This is strong stuff. I will let Sullivan preach for a new minutes. Read this carefully and look for ghosts:

Thanks to the recent Supreme Court case, the energetic discrimination against Asian-American candidates for admission at Harvard is no longer in doubt. But countless other candidates for admission have little to no chance, regardless of their grades, or extracurriculars, because they belong to the wrong race, sex, sexual orientation, and “gender identity.” As soon as students are admitted under this identity framework, they are taught its core precepts: that the “truth” — or, in Harvard’s now-ironic motto, “Veritas” — is a function not of logic or reason or of open, free, robust debate and dialogue, let alone of Western civilization, but of inimical and evil “power structures” rooted in identity that need to be dismantled first. Identity first; truth second — because truth is rooted in identity and cannot exist outside of it.

In the hearings, [Harvard] President Gay actually said, with a straight face, that “we embrace a commitment to free expression even of views that are objectionable, offensive, hateful.” This is the president whose university mandates all students attend a Title IX training session where they are told that “fatphobia” and “cisheterosexism” are forms of “violence,” and that “using the wrong pronouns” constitutes “abuse.” This is the same president who engineered the ouster of a law professor, Ronald Sullivan, simply because he represented a client, of whom Gay and students (rightly but irrelevantly) disapproved, Harvey Weinstein.

This is the same president who watched a brilliant and popular professor, Carole Hooven, be effectively hounded out of her position after a public shaming campaign by one of her department’s DEI enforcers, and a mob of teaching fellows, because Hooven dared to state on television that biological sex is binary.

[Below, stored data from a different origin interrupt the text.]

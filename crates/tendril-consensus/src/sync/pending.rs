//! Blocks waiting for their parent.

use std::cmp::{Ordering, Reverse};
use std::collections::BinaryHeap;
use tendril_p2p::PeerId;
use tendril_types::{Block, QuorumCertificate};

/// A block with its certificate, queued for admission.
#[derive(Debug, Clone)]
pub(crate) struct PendingBlock {
    pub block: Block,
    pub consensus: QuorumCertificate,
    /// Peer that sent the block; `None` for local commits.
    pub from: Option<PeerId>,
}

impl PendingBlock {
    pub fn height(&self) -> u64 {
        self.block.height()
    }
}

impl PartialEq for PendingBlock {
    fn eq(&self, other: &Self) -> bool {
        self.height() == other.height()
    }
}

impl Eq for PendingBlock {}

impl PartialOrd for PendingBlock {
    fn partial_cmp(&self, other: &Self) -> Option<Ordering> {
        Some(self.cmp(other))
    }
}

impl Ord for PendingBlock {
    fn cmp(&self, other: &Self) -> Ordering {
        self.height().cmp(&other.height())
    }
}

/// Min-heap of pending blocks by height.
#[derive(Debug, Default)]
pub(crate) struct PendingQueue {
    heap: BinaryHeap<Reverse<PendingBlock>>,
}

impl PendingQueue {
    /// Queues `block`. A remote block is skipped when the same block is
    /// already pending or its peer already holds an entry at that height;
    /// local commits are always queued.
    pub fn push(&mut self, block: PendingBlock) -> bool {
        if block.from.is_some() {
            let (height, hash) = (block.height(), block.block.hash());
            let repeated = self.heap.iter().any(|Reverse(p)| {
                p.height() == height && (p.from == block.from || p.block.hash() == hash)
            });
            if repeated {
                return false;
            }
        }
        self.heap.push(Reverse(block));
        true
    }

    /// Removes the lowest pending height.
    pub fn pop(&mut self) -> Option<PendingBlock> {
        self.heap.pop().map(|Reverse(block)| block)
    }

    pub fn contains(&self, height: u64) -> bool {
        self.heap.iter().any(|Reverse(p)| p.height() == height)
    }

    pub fn len(&self) -> usize {
        self.heap.len()
    }
}
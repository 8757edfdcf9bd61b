//! Data model error types.

use crate::{Address, Hash};
use thiserror::Error;

/// Errors raised by the core data model.
#[derive(Debug, Error)]
pub enum TypesError {
    /// A Merkle proof was requested for an item that is not in the sequence.
    #[error("target does not exist: {0}")]
    TargetNotFound(Hash),

    /// The address is not a member of the validator set.
    #[error("unknown validator: {0}")]
    UnknownValidator(Address),

    /// The validator set lists the same address twice.
    #[error("duplicate validator: {0}")]
    DuplicateValidator(Address),

    /// The validator set has no members.
    #[error("validator set is empty")]
    EmptyValidatorSet,

    /// A validator already voted in this vote set.
    #[error("duplicate vote from {0}")]
    DuplicateVote(Address),

    /// The signature does not verify against its public key.
    #[error("invalid signature: {0}")]
    InvalidSignature(String),

    /// A block's committed roots do not match its contents.
    #[error("invalid block: {0}")]
    InvalidBlock(String),

    /// A quorum certificate does not prove a supermajority.
    #[error("invalid quorum certificate: {0}")]
    InvalidCertificate(String),

    /// Hex decoding failed.
    #[error("invalid hex: {0}")]
    Hex(#[from] hex::FromHexError),
}

/// A specialized Result type for data model operations.
pub type Result<T> = std::result::Result<T, TypesError>;
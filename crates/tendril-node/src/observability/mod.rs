//! # Observability
//!
//! Structured logging for the node. Components log through `tracing` with
//! `height`, `round`, `step`, `peer` and `block_hash` fields; this module
//! installs the subscriber that renders them.

mod logging;

pub use logging::{default_filter, init_logging, LogFormat};
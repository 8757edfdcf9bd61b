//! Answers sync requests from peers.

use super::Synchronizer;
use crate::error::Result;
use tendril_p2p::{P2pError, Request, Response};
use tracing::trace;

impl Synchronizer {
    /// Serves `request` from the local chain.
    ///
    /// Holds the chain's read lock so the answer never straddles an append.
    pub async fn serve(&self, request: Request) -> Result<Response> {
        let chain = &self.inner.chain;
        let config = &self.inner.config;
        let _guard = chain.read().await;
        trace!(?request, "serving request");

        match request {
            Request::GetConsentedHeader { height } => {
                let consented = chain.consented_height().await?;
                let height = height.unwrap_or(consented);
                if height == 0 || height > consented {
                    return Err(P2pError::Rejected(format!(
                        "no consented header at height {} (consented {})",
                        height, consented
                    ))
                    .into());
                }
                Ok(Response::ConsentedHeader {
                    header: chain.header_of(height).await?,
                    consensus: chain.consensus_of(height).await?,
                })
            }
            Request::GetHeaders { before, count } => {
                let tip = chain.height().await?;
                if before <= 1 || before > tip + 1 || count == 0 {
                    return Err(P2pError::Rejected(format!(
                        "no headers below {} (tip {})",
                        before, tip
                    ))
                    .into());
                }
                let count = count.min(config.max_headers_per_fetch);
                let from = before.saturating_sub(count).max(1);
                let mut headers = Vec::with_capacity((before - from) as usize);
                for height in from..before {
                    headers.push(chain.header_of(height).await?);
                }
                Ok(Response::Headers(headers))
            }
            Request::GetBodies { from, to } => {
                let tip = chain.height().await?;
                if from == 0 || from > to || to > tip {
                    return Err(P2pError::Rejected(format!(
                        "no bodies for {}..={} (tip {})",
                        from, to, tip
                    ))
                    .into());
                }
                if to - from + 1 > config.max_bodies_per_fetch {
                    return Err(P2pError::Rejected(format!(
                        "{} bodies requested, limit is {}",
                        to - from + 1,
                        config.max_bodies_per_fetch
                    ))
                    .into());
                }
                let mut bodies = Vec::with_capacity((to - from + 1) as usize);
                for height in from..=to {
                    bodies.push(chain.body_of(height).await?);
                }
                Ok(Response::Bodies(bodies))
            }
        }
    }
}

#[cfg(test)]
mod tests {
    use super::super::tests::{certify, next_block, setup};
    use super::*;
    use crate::error::ConsensusError;
    use tendril_types::Hashable;

    async fn grown(blocks: u64) -> Synchronizer {
        let (sync, keys, _) = setup().await;
        let chain = sync.chain().clone();
        let genesis = chain.genesis().clone();
        sync.new_block_from_local(genesis.clone(), certify(&chain, &keys, &genesis));
        for parent in 1..blocks {
            sync.process_pending().await.unwrap();
            let block = next_block(&chain, parent).await;
            let qc = certify(&chain, &keys, &block);
            sync.new_block_from_local(block, qc);
        }
        sync.process_pending().await.unwrap();
        assert_eq!(chain.height().await.unwrap(), blocks);
        sync
    }

    #[tokio::test]
    async fn test_consented_header_defaults_to_tip() {
        let sync = grown(3).await;
        let response = sync
            .serve(Request::GetConsentedHeader { height: None })
            .await
            .unwrap();
        let (header, consensus) = response.into_consented_header().unwrap();
        assert_eq!(header.height, 3);
        assert_eq!(consensus.vote.block_hash, header.hash());

        let (header, consensus) = sync
            .serve(Request::GetConsentedHeader { height: Some(2) })
            .await
            .unwrap()
            .into_consented_header()
            .unwrap();
        assert_eq!(header.height, 2);
        assert_eq!(consensus.vote.block_hash, header.hash());
    }

    #[tokio::test]
    async fn test_unconsented_genesis_is_rejected() {
        let (sync, _, _) = setup().await;
        let err = sync
            .serve(Request::GetConsentedHeader { height: None })
            .await
            .unwrap_err();
        assert!(matches!(err, ConsensusError::P2p(P2pError::Rejected(_))));
    }

    #[tokio::test]
    async fn test_headers_and_bodies_ranges() {
        let sync = grown(5).await;

        let headers = sync
            .serve(Request::GetHeaders { before: 5, count: 3 })
            .await
            .unwrap()
            .into_headers()
            .unwrap();
        let heights: Vec<_> = headers.iter().map(|h| h.height).collect();
        assert_eq!(heights, vec![2, 3, 4]);

        let headers = sync
            .serve(Request::GetHeaders { before: 3, count: 10 })
            .await
            .unwrap()
            .into_headers()
            .unwrap();
        assert_eq!(headers.len(), 2);

        let bodies = sync
            .serve(Request::GetBodies { from: 2, to: 5 })
            .await
            .unwrap()
            .into_bodies()
            .unwrap();
        assert_eq!(bodies.len(), 4);

        assert!(sync.serve(Request::GetBodies { from: 4, to: 6 }).await.is_err());
        assert!(sync
            .serve(Request::GetHeaders { before: 7, count: 1 })
            .await
            .is_err());
    }
}
//! Targeted fetch of the block just above the tip.

use super::pending::PendingBlock;
use super::Synchronizer;
use crate::error::{ConsensusError, Result};
use rand::seq::SliceRandom;
use tendril_p2p::{ClaimedPeer, Request};
use tendril_types::{Block, QuorumCertificate};
use tracing::{debug, trace};

impl Synchronizer {
    /// Fetches `height` after the configured delay unless a fetch for it is
    /// already scheduled or the block is already queued.
    pub(crate) fn schedule_fetch(&self, height: u64) {
        if self.inner.pending.lock().contains(height) {
            return;
        }
        if !self.inner.scheduled.lock().insert(height) {
            trace!(height, "fetch already scheduled");
            return;
        }

        let this = self.clone();
        let delay = self.inner.config.fetch_delay();
        tokio::spawn(async move {
            tokio::select! {
                _ = this.inner.cancel.cancelled() => {}
                _ = tokio::time::sleep(delay) => {
                    if let Err(e) = this.fetch(height).await {
                        this.report(&e);
                    }
                }
            }
            this.inner.scheduled.lock().remove(&height);
        });
    }

    /// Requests the consented block at `height` from idle peers that claim to
    /// have it, in random order, queueing the first valid answer.
    ///
    /// Peers that fail or answer with garbage are dropped. Returns whether a
    /// block was queued.
    pub async fn fetch(&self, height: u64) -> Result<bool> {
        if self.inner.chain.height().await? >= height || self.inner.pending.lock().contains(height)
        {
            return Ok(false);
        }

        let mut candidates: Vec<_> = self
            .inner
            .peers
            .peers()
            .into_iter()
            .filter(|p| p.height() >= height)
            .collect();
        candidates.shuffle(&mut rand::thread_rng());

        for peer in candidates {
            let Some(claim) = peer.try_claim() else {
                continue;
            };
            match fetch_block(&claim, height).await {
                Ok((block, consensus)) => {
                    debug!(height, peer = %peer.id(), "fetched block");
                    self.push(PendingBlock {
                        block,
                        consensus,
                        from: Some(peer.id()),
                    });
                    return Ok(true);
                }
                Err(e) => {
                    drop(claim);
                    self.drop_peer(peer.id(), &format!("fetch of height {} failed: {}", height, e))
                        .await;
                }
            }
        }

        debug!(height, "no idle peer served the block");
        Ok(false)
    }
}

async fn fetch_block(claim: &ClaimedPeer, height: u64) -> Result<(Block, QuorumCertificate)> {
    let (header, consensus) = claim
        .request(Request::GetConsentedHeader {
            height: Some(height),
        })
        .await?
        .into_consented_header()?;
    if header.height != height {
        return Err(ConsensusError::BadResponse(format!(
            "asked for header {}, got {}",
            height, header.height
        )));
    }

    let mut bodies = claim
        .request(Request::GetBodies {
            from: height,
            to: height,
        })
        .await?
        .into_bodies()?;
    let body = match (bodies.pop(), bodies.is_empty()) {
        (Some(body), true) => body,
        _ => {
            return Err(ConsensusError::BadResponse(format!(
                "expected exactly one body for height {}",
                height
            )))
        }
    };

    let block = Block { header, body };
    block.validate()?;
    if consensus.vote.block_hash != block.hash() {
        return Err(ConsensusError::BadResponse(format!(
            "certificate does not cover block {}",
            height
        )));
    }
    Ok((block, consensus))
}
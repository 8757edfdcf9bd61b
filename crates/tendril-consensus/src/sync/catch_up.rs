//! Bulk catch-up from the best peer.
//!
//! Headers are fetched backwards from the peer's consented tip and checked
//! for linkage down to the local tip. Bodies are then backfilled in parallel
//! from every idle peer that has them.

use super::Synchronizer;
use crate::error::{ConsensusError, Result};
use rand::seq::SliceRandom;
use std::collections::VecDeque;
use std::sync::atomic::{AtomicBool, Ordering};
use std::sync::Arc;
use tendril_p2p::{ClaimedPeer, PeerHandle, Request};
use tendril_storage::BlockStore;
use tendril_types::{BlockHeader, Hashable};
use tokio::task::JoinSet;
use tracing::{debug, info, trace, warn};

/// Clears the in-progress flag when catch-up ends.
struct CatchUpGuard<'a>(&'a AtomicBool);

impl Drop for CatchUpGuard<'_> {
    fn drop(&mut self) {
        self.0.store(false, Ordering::Release);
    }
}

impl Synchronizer {
    /// Runs one catch-up round against the highest peer.
    ///
    /// Returns `false` when another round is running, no peer is ahead, or
    /// the round was abandoned after dropping a faulty peer.
    pub async fn catch_up(&self) -> Result<bool> {
        if self.inner.catching_up.swap(true, Ordering::AcqRel) {
            trace!("catch-up already running");
            return Ok(false);
        }
        let _guard = CatchUpGuard(&self.inner.catching_up);
        self.catch_up_from_best().await
    }

    async fn catch_up_from_best(&self) -> Result<bool> {
        let chain = &self.inner.chain;
        let tip = chain.height().await?;
        let Some(best) = self.inner.peers.peers().into_iter().max_by_key(|p| p.height()) else {
            return Ok(false);
        };
        if best.height() <= tip {
            return Ok(false);
        }
        let peer = best.id();
        debug!(peer = %peer, tip, claimed = best.height(), "catching up");

        let (header, consensus) = match best
            .request(Request::GetConsentedHeader { height: None })
            .await
            .and_then(|r| r.into_consented_header())
        {
            Ok(answer) => answer,
            Err(e) => {
                self.drop_peer(peer, &format!("consented header request failed: {}", e))
                    .await;
                return Ok(false);
            }
        };

        let target = header.height;
        if target <= tip {
            debug!(peer = %peer, target, tip, "peer is not ahead");
            return Ok(false);
        }
        let validators = chain.validator_set_at(tip).await?;
        if let Err(e) = consensus.validate(&header.hash(), &chain.genesis_hash(), &validators) {
            self.drop_peer(peer, &format!("invalid certificate for {}: {}", target, e))
                .await;
            return Ok(false);
        }

        match self.sync_headers(&best, header, tip).await {
            Ok(()) => {}
            Err(e @ ConsensusError::Storage(_)) => return Err(e),
            Err(e) => {
                self.drop_peer(peer, &format!("bad header chain: {}", e)).await;
                return Ok(false);
            }
        }

        if !self.backfill_bodies(tip + 1, target).await? {
            return Ok(false);
        }

        if !chain.advance_to(target, consensus).await? {
            return Ok(false);
        }
        for height in tip + 1..=target {
            if let Ok(body) = chain.body_of(height).await {
                self.inner.pool.remove_committed(&body.transactions);
            }
        }

        info!(from = tip, height = target, peer = %peer, "caught up");
        self.emit(crate::events::SyncEvent::CaughtUp { height: target });
        self.inner.activity.notify_one();
        self.inner.pending_ready.notify_one();
        Ok(true)
    }

    /// Fetches and stores headers from `top` down to `tip + 1`, checking that
    /// each links to the next and the lowest links to the local tip.
    async fn sync_headers(&self, peer: &PeerHandle, top: BlockHeader, tip: u64) -> Result<()> {
        let chain = &self.inner.chain;
        let store = chain.store();
        let max = self.inner.config.max_headers_per_fetch;

        let mut next = top;
        store.set_header(next.height, next.clone()).await?;

        while next.height > tip + 1 {
            let count = (next.height - tip - 1).min(max);
            let headers = peer
                .request(Request::GetHeaders {
                    before: next.height,
                    count,
                })
                .await?
                .into_headers()?;
            if headers.is_empty() || headers.len() as u64 > count {
                return Err(ConsensusError::BadResponse(format!(
                    "asked for {} headers below {}, got {}",
                    count,
                    next.height,
                    headers.len()
                )));
            }

            for header in headers.into_iter().rev() {
                if header.height + 1 != next.height || header.hash() != next.last_block_hash {
                    return Err(ConsensusError::BadResponse(format!(
                        "header {} does not link to {}",
                        header.height, next.height
                    )));
                }
                store.set_header(header.height, header.clone()).await?;
                next = header;
            }
        }

        let tip_hash = chain.hash_of(tip).await?;
        if next.last_block_hash != tip_hash {
            return Err(ConsensusError::BadResponse(format!(
                "header {} does not extend local tip {}",
                next.height, tip
            )));
        }
        Ok(())
    }

    /// Downloads bodies for `from..=to`, highest batch first, spreading
    /// batches over idle peers. Returns `false` if peers ran out.
    async fn backfill_bodies(&self, from: u64, to: u64) -> Result<bool> {
        let mut queue = body_batches(from, to, self.inner.config.max_bodies_per_fetch);
        let mut workers = JoinSet::new();

        loop {
            while let Some(&(start, end)) = queue.front() {
                let Some(claim) = self.claim_peer(end) else {
                    break;
                };
                queue.pop_front();
                let store = self.inner.chain.store().clone();
                workers.spawn(async move {
                    let peer = claim.peer().id();
                    fetch_bodies(&claim, store.as_ref(), start, end)
                        .await
                        .map_err(|e| (start, end, peer, e))
                });
            }

            let Some(joined) = workers.join_next().await else {
                if queue.is_empty() {
                    return Ok(true);
                }
                warn!(remaining = queue.len(), "no idle peer left for body batches");
                return Ok(false);
            };

            match joined {
                Ok(Ok(())) => {}
                Ok(Err((start, end, _, e @ ConsensusError::Storage(_)))) => {
                    warn!(start, end, error = %e, "storing bodies failed");
                    workers.abort_all();
                    return Err(e);
                }
                Ok(Err((start, end, peer, e))) => {
                    self.drop_peer(
                        peer,
                        &format!("bodies {}..={} rejected: {}", start, end, e),
                    )
                    .await;
                    queue.push_back((start, end));
                }
                Err(e) => {
                    return Err(ConsensusError::Fatal(format!("body worker failed: {}", e)));
                }
            }
        }
    }

    /// Claims a random idle peer whose height reaches `height`.
    fn claim_peer(&self, height: u64) -> Option<ClaimedPeer> {
        let mut peers: Vec<Arc<PeerHandle>> = self
            .inner
            .peers
            .peers()
            .into_iter()
            .filter(|p| p.height() >= height)
            .collect();
        peers.shuffle(&mut rand::thread_rng());
        peers.iter().find_map(|p| p.try_claim())
    }
}

async fn fetch_bodies(
    claim: &ClaimedPeer,
    store: &dyn BlockStore,
    start: u64,
    end: u64,
) -> Result<()> {
    let bodies = claim
        .request(Request::GetBodies {
            from: start,
            to: end,
        })
        .await?
        .into_bodies()?;
    if bodies.len() as u64 != end - start + 1 {
        return Err(ConsensusError::BadResponse(format!(
            "asked for bodies {}..={}, got {}",
            start,
            end,
            bodies.len()
        )));
    }

    for (height, body) in (start..=end).zip(bodies) {
        let header = store.header(height).await?;
        body.validate_against(&header)?;
        store.set_body(height, body).await?;
    }
    Ok(())
}

/// Splits `from..=to` into inclusive batches of at most `size`, highest first.
fn body_batches(from: u64, to: u64, size: u64) -> VecDeque<(u64, u64)> {
    let mut batches = VecDeque::new();
    if from > to {
        return batches;
    }
    let mut end = to;
    loop {
        let start = end.saturating_sub(size - 1).max(from);
        batches.push_back((start, end));
        if start == from {
            break;
        }
        end = start - 1;
    }
    batches
}

#[cfg(test)]
mod tests {
    use super::*;
    use proptest::prelude::*;

    #[test]
    fn test_body_batches_highest_first() {
        let batches: Vec<_> = body_batches(2, 11, 4).into_iter().collect();
        assert_eq!(batches, vec![(8, 11), (4, 7), (2, 3)]);
    }

    #[test]
    fn test_body_batches_edges() {
        assert!(body_batches(5, 4, 3).is_empty());
        assert_eq!(body_batches(5, 5, 3), VecDeque::from(vec![(5, 5)]));
        assert_eq!(body_batches(1, 6, 3), VecDeque::from(vec![(4, 6), (1, 3)]));
    }

    proptest! {
        #[test]
        fn prop_body_batches_partition_range(from in 1u64..500, len in 0u64..300, size in 1u64..70) {
            let to = from + len;
            let batches: Vec<_> = body_batches(from, to, size).into_iter().collect();

            let mut expected_end = to;
            for (start, end) in &batches {
                prop_assert_eq!(*end, expected_end);
                prop_assert!(start <= end);
                prop_assert!(end - start < size);
                expected_end = start.wrapping_sub(1);
            }
            prop_assert_eq!(batches.last().map(|b| b.0), Some(from));
        }
    }

    #[tokio::test]
    async fn test_catch_up_without_peers() {
        let (sync, _, _) = super::super::tests::setup().await;
        assert!(!sync.catch_up().await.unwrap());
        assert!(!sync.inner.catching_up.load(Ordering::Acquire));
    }
}
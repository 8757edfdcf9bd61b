//! Per-height consensus state.

use std::collections::BTreeMap;
use std::fmt;
use tendril_types::{Block, Hash, Proposal, ValidatorSet, VoteKind, VoteSet};

/// Sub-phase of a round.
#[derive(Debug, Clone, Copy, PartialEq, Eq, Hash)]
pub enum Step {
    /// Waiting for a reason to propose or a proposal.
    NewRound,
    /// Waiting for the round's proposal.
    Propose,
    /// Prevote sent, waiting for two thirds of prevotes.
    Prevote,
    /// Two thirds of prevotes seen without a majority; timer armed.
    PrevoteWait,
    /// Precommit sent, waiting for two thirds of precommits.
    Precommit,
    /// Two thirds of precommits seen without a majority; timer armed.
    PrecommitWait,
    /// Block handed to the synchronizer.
    Committed,
}

impl fmt::Display for Step {
    fn fmt(&self, f: &mut fmt::Formatter<'_>) -> fmt::Result {
        let name = match self {
            Step::NewRound => "new_round",
            Step::Propose => "propose",
            Step::Prevote => "prevote",
            Step::PrevoteWait => "prevote_wait",
            Step::Precommit => "precommit",
            Step::PrecommitWait => "precommit_wait",
            Step::Committed => "committed",
        };
        f.write_str(name)
    }
}

/// Messages received for one round.
#[derive(Debug, Clone)]
pub(crate) struct RoundState {
    pub proposal: Option<Proposal>,
    pub prevotes: VoteSet,
    pub precommits: VoteSet,
}

impl RoundState {
    fn new(height: u64, round: u32, total_power: u64) -> Self {
        Self {
            proposal: None,
            prevotes: VoteSet::new(VoteKind::Prevote, height, round, total_power),
            precommits: VoteSet::new(VoteKind::Precommit, height, round, total_power),
        }
    }

    pub fn votes_mut(&mut self, kind: VoteKind) -> &mut VoteSet {
        match kind {
            VoteKind::Prevote => &mut self.prevotes,
            VoteKind::Precommit => &mut self.precommits,
        }
    }

    /// The proposed block if its hash is `hash`.
    pub fn proposed_block(&self, hash: &Hash) -> Option<&Block> {
        self.proposal
            .as_ref()
            .map(|p| &p.block)
            .filter(|block| block.hash() == *hash)
    }
}

/// Consensus state for the height being decided.
#[derive(Debug, Clone)]
pub(crate) struct ConsensusState {
    pub height: u64,
    pub round: u32,
    pub step: Step,
    pub locked_round: u32,
    pub locked_block: Option<Block>,
    pub valid_round: u32,
    pub valid_block: Option<Block>,
    pub validators: ValidatorSet,
    /// Application state after executing `height - 1`.
    pub app_state_hash: Hash,
    /// State hash declared by the header at `height - 1`.
    pub prev_app_state_hash: Hash,
    rounds: BTreeMap<u32, RoundState>,
}

impl ConsensusState {
    /// Placeholder until the executor reports a state.
    pub fn uninitialized(validators: ValidatorSet) -> Self {
        Self::new(0, validators, Hash::ZERO, Hash::ZERO)
    }

    pub fn new(
        height: u64,
        validators: ValidatorSet,
        app_state_hash: Hash,
        prev_app_state_hash: Hash,
    ) -> Self {
        Self {
            height,
            round: 1,
            step: Step::NewRound,
            locked_round: 0,
            locked_block: None,
            valid_round: 0,
            valid_block: None,
            validators,
            app_state_hash,
            prev_app_state_hash,
            rounds: BTreeMap::new(),
        }
    }

    /// Moves to `round`, keeping locked and valid blocks.
    pub fn new_round(&mut self, round: u32) {
        self.round = round;
        self.step = Step::NewRound;
    }

    pub fn round_state(&mut self, round: u32) -> &mut RoundState {
        let (height, total) = (self.height, self.validators.total_power());
        self.rounds
            .entry(round)
            .or_insert_with(|| RoundState::new(height, round, total))
    }

    pub fn current(&mut self) -> &mut RoundState {
        self.round_state(self.round)
    }

    pub fn get_round(&self, round: u32) -> Option<&RoundState> {
        self.rounds.get(&round)
    }

    pub fn locked_hash(&self) -> Option<Hash> {
        self.locked_block.as_ref().map(Block::hash)
    }

    /// Records `round` as the valid round if its prevotes hold a majority for
    /// its proposal and it beats the recorded one.
    pub fn update_valid_block(&mut self, round: u32) -> bool {
        if round <= self.valid_round {
            return false;
        }
        let Some(rs) = self.rounds.get(&round) else {
            return false;
        };
        let Some(majority) = rs.prevotes.two_thirds_majority() else {
            return false;
        };
        if majority.is_nil() {
            return false;
        }
        let Some(block) = rs.proposed_block(&majority.block_hash).cloned() else {
            return false;
        };
        self.valid_round = round;
        self.valid_block = Some(block);
        true
    }

    /// Lowest round above the current one whose votes reached one third.
    pub fn skip_target(&self) -> Option<u32> {
        let next = self.round.checked_add(1)?;
        self.rounds
            .range(next..)
            .find(|(_, rs)| rs.prevotes.one_third_any() || rs.precommits.one_third_any())
            .map(|(round, _)| *round)
    }

    pub fn snapshot(&self) -> ConsensusSnapshot {
        ConsensusSnapshot {
            height: self.height,
            round: self.round,
            step: self.step,
            locked_round: self.locked_round,
            valid_round: self.valid_round,
        }
    }
}

/// Point-in-time view of the engine's position.
#[derive(Debug, Clone, Copy, PartialEq, Eq)]
pub struct ConsensusSnapshot {
    /// Height being decided; 0 before the executor is initialized.
    pub height: u64,
    /// Current round.
    pub round: u32,
    /// Current step.
    pub step: Step,
    /// Round of the locked block, 0 if unlocked.
    pub locked_round: u32,
    /// Round of the valid block, 0 if none.
    pub valid_round: u32,
}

This is the president of a university where a grand total of 1.46 percent of faculty call themselves “conservative” and 82 percent call themselves “liberal” or “very liberal.” This is the president of a university which ranked 248th out of 248 colleges this year on free speech (and Penn was the 247th), according to the Foundation for Individual Rights and Expression. Harvard is a place where free expression goes to die.

Maybe some of these spoken and symbolic speech issues contain religious and moral content?

It might be a good time — YO! JOURNALISTS! — to check in with some symbolic religious groups on Ivy campuses. I would start with Orthodox Jews, Southern Baptists, Black Pentecostals, Latino Catholics, members of the Church of Jesus Christ of Latter-day Saints and others.

Does anyone want to ask if members of traditional religious groups are routinely included in lists of “oppressor” groups?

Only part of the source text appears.